13 December 2011

Results from a recent clinical trial into motor neurone disease (MND), involving people with MND in England, have been announced and show the trial drug to be ineffective at treating the disease.

The disappointing news was announced today by Trophos SA who had been conducting the Phase II/III clinical trial across Europe into TRO19622, also known as olesoxime, developed as part of the MitoTarget project.

Olesoxime was tested for safety and effectiveness (efficacy) in 512 patients with ALS* across Europe. While it has been shown to be safe and well tolerated, it did not demonstrate a significant increase in survival (compared to patients receiving the placebo (dummy drug) along with riluzole.) Full results of the trial will be published in peer reviewed scientific journals and conference presentations in 2012.

Damian Marron, Chief Executive Officer of Trophos, said: “The results of this study in ALS are disappointing, above all for the ALS community, who urgently require new therapies that can prolong survival and improve function. We are genuinely proud to have worked closely with this community and our international partners in the MitoTarget project on this important and very well run study.”

Olesoxime had demonstrated protective effects on motor neurones grown in the laboratory and had been shown to extend survival in mice. The drug exerted its effects through its interactions with structures called mitochondria, which are found within motor neurones and all other cells. Mitochondria have roles in several processes that are thought to go wrong in MND, including the ‘self destruct’ mechanism that ultimately destroys a sick motor neurone. Olesoxime appeared to prevent the mitochondria from triggering this self-destruct process.

Disappointingly the results that were seen in the laboratory and in the Phase I and Phase II clinical trials did not translate into meaningful results for patients during Phase III. Phase III clinical trials are important as they aim to show whether a drug has a beneficial effect on patients.

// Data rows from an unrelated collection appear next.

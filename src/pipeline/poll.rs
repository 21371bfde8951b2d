//! Bounded "poll until predicate" loop.
//!
//! Workers have no way to signal the orchestrator, so completion is
//! inferred by repeatedly probing shared state. [`poll_until`] waits an
//! initial delay, probes, and retries at a fixed interval until the
//! predicate holds or the retry bound is exceeded.

use std::future::Future;
use std::time::Duration;

/// Timing parameters for [`poll_until`].
#[derive(Debug, Clone, Copy, PartialEq, Eq)]
pub struct PollSchedule {
    /// Wait before the first probe.
    pub initial_delay: Duration,
    /// Wait between subsequent probes.
    pub interval: Duration,
    /// Probes allowed after the first one.
    pub max_retries: u32,
}

impl PollSchedule {
    /// Retries after the first poll before giving up.
    pub const WORKER_MAX_RETRIES: u32 = 10;
    /// Interval between polls once the first wait has elapsed.
    pub const WORKER_RETRY_INTERVAL: Duration = Duration::from_millis(1500);

    pub fn new(initial_delay: Duration, interval: Duration, max_retries: u32) -> Self {
        Self {
            initial_delay,
            interval,
            max_retries,
        }
    }

    /// Schedule for waiting on workers that run for `duration_secs`.
    ///
    /// The first poll happens after 1.3x the worker duration since no
    /// worker can finish earlier.
    pub fn for_worker_duration(duration_secs: u64) -> Self {
        let initial_ms = duration_secs.saturating_mul(1000).saturating_mul(13) / 10;
        Self::new(
            Duration::from_millis(initial_ms),
            Self::WORKER_RETRY_INTERVAL,
            Self::WORKER_MAX_RETRIES,
        )
    }

    /// Total number of probes before exhaustion.
    pub fn max_polls(&self) -> u32 {
        self.max_retries.saturating_add(1)
    }
}

/// Result of a poll loop that did not hit a probe error.
#[derive(Debug, Clone, PartialEq, Eq)]
pub enum PollOutcome<T> {
    /// The predicate held on the latest probe.
    Ready { value: T, polls: u32 },
    /// The retry bound was exceeded; carries the last probed value.
    Exhausted { last: T, polls: u32 },
}

impl<T> PollOutcome<T> {
    pub fn polls(&self) -> u32 {
        match self {
            PollOutcome::Ready { polls, .. } | PollOutcome::Exhausted { polls, .. } => *polls,
        }
    }

    pub fn is_ready(&self) -> bool {
        matches!(self, PollOutcome::Ready { .. })
    }
}

/// Probes until `done` holds or `schedule.max_retries` retries are spent.
///
/// Each probe's value replaces the previous one; nothing is merged
/// across rounds. A probe error aborts the loop immediately.
pub async fn poll_until<T, E, F, Fut, P>(
    schedule: &PollSchedule,
    mut probe: F,
    mut done: P,
) -> Result<PollOutcome<T>, E>
where
    F: FnMut() -> Fut,
    Fut: Future<Output = Result<T, E>>,
    P: FnMut(&T) -> bool,
{
    tokio::time::sleep(schedule.initial_delay).await;

    let mut polls = 0u32;
    let mut retries = 0u32;
    loop {
        let value = probe().await?;
        polls += 1;

        if done(&value) {
            return Ok(PollOutcome::Ready { value, polls });
        }

        retries += 1;
        if retries > schedule.max_retries {
            return Ok(PollOutcome::Exhausted { last: value, polls });
        }

        tracing::debug!(polls, retries, "Predicate not met, polling again");
        tokio::time::sleep(schedule.interval).await;
    }
}
#[cfg(test)]
mod tests {
    use super::*;
    use crate::remote::memory::InMemoryControlPlane;
    use crate::remote::Deployment;
    use clap::CommandFactory;
    use std::path::Path;

    fn run_args(extra: &[&str]) -> Vec<String> {
        let mut args: Vec<String> = [
            "wrk2-fleet",
            "run",
            "--aws-region",
            "ap-northeast-1",
            "--aws-stackname",
            "wrk2",
            "--parallel",
            "4",
            "--output-dir-path",
            "./out",
            "--wrk2-thread",
            "2",
            "--wrk2-connection",
            "100",
            "--wrk2-duration",
            "30s",
            "--wrk2-request-per-sec",
            "500",
            "--wrk2-timeout",
            "5",
            "--wrk2-url",
            "https://example.com/",
            "--wrk2-script-path",
            "scripts/get.lua",
        ]
        .iter()
        .map(|s| s.to_string())
        .collect();

        // flags already present get their value replaced
        let mut rest = extra.iter();
        while let Some(arg) = rest.next() {
            match args.iter().position(|a| a == arg) {
                Some(i) => {
                    if let Some(value) = rest.next() {
                        args[i + 1] = value.to_string();
                    }
                }
                None => args.push(arg.to_string()),
            }
        }
        args
    }

    fn parse_run(extra: &[&str]) -> RunArgs {
        let cli = Cli::try_parse_from(run_args(extra)).expect("should parse");
        match cli.command {
            Commands::Run(args) => *args,
            _ => panic!("Expected Run command"),
        }
    }

    #[test]
    fn test_cli_parses() {
        Cli::command().debug_assert();
    }

    #[test]
    fn test_run_command_with_profile() {
        let args = parse_run(&["--aws-profile", "loadtest"]);
        assert!(!args.json);
        assert!(args.use_spinner());

        let config = args.to_config().unwrap();
        assert_eq!(config.identity, AwsIdentity::Profile("loadtest".to_string()));
        assert_eq!(config.region, "ap-northeast-1");
        assert_eq!(config.stack_name, "wrk2");
        assert_eq!(config.parallel, 4);
        assert_eq!(config.output_dir, Path::new("./out"));
        assert_eq!(config.worker.threads, 2);
        assert_eq!(config.worker.connections, 100);
        assert_eq!(config.worker.duration, "30s");
        assert_eq!(config.worker.requests_per_sec, 500);
        assert_eq!(config.worker.timeout_secs, 5);
        assert_eq!(config.worker.url, "https://example.com/");
        assert_eq!(config.worker.script_path, Path::new("scripts/get.lua"));
    }

    #[test]
    fn test_run_command_with_key_pair() {
        let args = parse_run(&["--aws-key", "AKID", "--aws-secret", "s3cr3t", "--json"]);
        assert!(args.json);
        assert!(!args.use_spinner());

        let config = args.to_config().unwrap();
        assert_eq!(
            config.identity,
            AwsIdentity::StaticKeys {
                access_key: "AKID".to_string(),
                secret: "s3cr3t".to_string(),
            }
        );
    }

    #[test]
    fn test_run_command_profile_conflicts_with_keys() {
        let result = Cli::try_parse_from(run_args(&[
            "--aws-profile",
            "p",
            "--aws-key",
            "AKID",
        ]));
        assert!(result.is_err());
    }

    #[test]
    fn test_run_command_missing_credentials() {
        let err = parse_run(&[]).to_config().unwrap_err();
        assert!(matches!(err, ConfigError::Invalid { field: "aws_credentials" }));

        let err = parse_run(&["--aws-key", "AKID"]).to_config().unwrap_err();
        assert!(matches!(err, ConfigError::Invalid { field: "aws_credentials" }));
    }

    #[test]
    fn test_run_command_invalid_values() {
        let err = parse_run(&["--aws-profile", "p", "--parallel", "0"])
            .to_config()
            .unwrap_err();
        assert!(matches!(err, ConfigError::Invalid { field: "parallel" }));

        let err = parse_run(&["--aws-profile", "p", "--wrk2-duration", "30"])
            .to_config()
            .unwrap_err();
        assert!(matches!(err, ConfigError::Invalid { field: "wrk2_duration" }));
    }

    #[test]
    fn test_run_command_requires_tuning() {
        let result = Cli::try_parse_from([
            "wrk2-fleet",
            "run",
            "--aws-region",
            "r",
            "--aws-stackname",
            "s",
            "--aws-profile",
            "p",
        ]);
        assert!(result.is_err());
    }

    #[test]
    fn test_outputs_command() {
        let cli = Cli::try_parse_from([
            "wrk2-fleet",
            "outputs",
            "--aws-profile",
            "p",
            "--aws-region",
            "us-east-1",
            "--aws-stackname",
            "wrk2",
            "-j",
        ])
        .expect("should parse");

        match cli.command {
            Commands::Outputs(args) => {
                assert!(args.json);
                assert_eq!(args.aws.aws_stackname, "wrk2");
                assert_eq!(args.aws.identity().unwrap(), AwsIdentity::Profile("p".to_string()));
            }
            _ => panic!("Expected Outputs command"),
        }
    }

    #[test]
    fn test_log_level_is_global() {
        let mut args = run_args(&["--aws-profile", "p"]);
        args.extend(["--log-level".to_string(), "debug".to_string()]);
        let cli = Cli::try_parse_from(args).expect("should parse");
        assert_eq!(cli.log_level.as_deref(), Some("debug"));
        assert_eq!(cli.log_filter(), "debug");
    }

    #[test]
    fn test_log_filter_quiet_under_spinner() {
        let cli = Cli::try_parse_from(run_args(&["--aws-profile", "p"])).expect("should parse");
        assert_eq!(cli.log_filter(), "warn");

        let cli = Cli::try_parse_from(run_args(&["--aws-profile", "p", "--no-spinner"]))
            .expect("should parse");
        assert_eq!(cli.log_filter(), "info");

        let cli = Cli::try_parse_from(run_args(&["--aws-profile", "p", "--json"]))
            .expect("should parse");
        assert_eq!(cli.log_filter(), "info");
    }

    #[test]
    fn test_run_args_override_replaces_default() {
        let args = run_args(&["--parallel", "0", "--json"]);
        assert_eq!(args.iter().filter(|a| *a == "--parallel").count(), 1);
        let i = args.iter().position(|a| a == "--parallel").unwrap();
        assert_eq!(args[i + 1], "0");
        assert_eq!(args.last().map(String::as_str), Some("--json"));
    }

    #[tokio::test]
    async fn test_execute_surfaces_pipeline_error() {
        let backend = Arc::new(InMemoryControlPlane::new());
        let config = parse_run(&["--aws-profile", "p"]).to_config().unwrap();

        let err = execute(
            config,
            ControlPlane::from_shared(backend.clone()),
            Arc::new(TracingProgress),
        )
        .await
        .unwrap_err();

        assert!(err.to_string().contains("no AWS stack named 'wrk2'"));
        assert_eq!(backend.calls().await.len(), 1);
    }

    #[tokio::test]
    async fn test_execute_rejects_invalid_config_before_remote_calls() {
        let backend = Arc::new(InMemoryControlPlane::new().with_deployment(Deployment {
            name: "wrk2".to_string(),
            last_updated: None,
            outputs: Vec::new(),
        }));
        let mut config = parse_run(&["--aws-profile", "p"]).to_config().unwrap();
        config.worker.url = String::new();

        let err = execute(
            config,
            ControlPlane::from_shared(backend.clone()),
            Arc::new(TracingProgress),
        )
        .await
        .unwrap_err();

        assert!(err.to_string().contains("wrk2_url"));
        assert!(backend.calls().await.is_empty());
    }
}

This stage of testing usually involves hundreds of patients which is enough to allow a reliable assessment of a drug’s effectiveness.

The MND Association shares the sense of disappointment that will undoubtedly be felt across the international MND community as we work together to find effective treatments for the disease.

Commenting on these findings, Dr Brian Dickie Director of Research Development said: “Although these results are intensely disappointing after the initial promising findings from the lab, it is encouraging to know that Trophos are keen to ensure that the international research community is able to learn from these results, to help steer future research.  

“These results also highlight the imperative need of a disease specific biomarker or ‘fingerprint’ for MND. One of the possible contributing factors suggested by the company for the lack of efficacy is the fact that the delay between symptom onset and diagnosis is still too long. With a biomarker, earlier diagnosis will mean potential treatments can be tested earlier in the disease, with a greater chance of showing a beneficial effect”

Some people with MND are still taking olesoxime as part of the ‘open label’ phase of the trial. We know that the study co-ordinators are in the process of contacting them to give advice on what to do next. If you are still taking olesoxime, please contact the study co-ordinator for advice. It’s important to remember that while olesoxime is not beneficial, it has been found to be safe and well tolerated.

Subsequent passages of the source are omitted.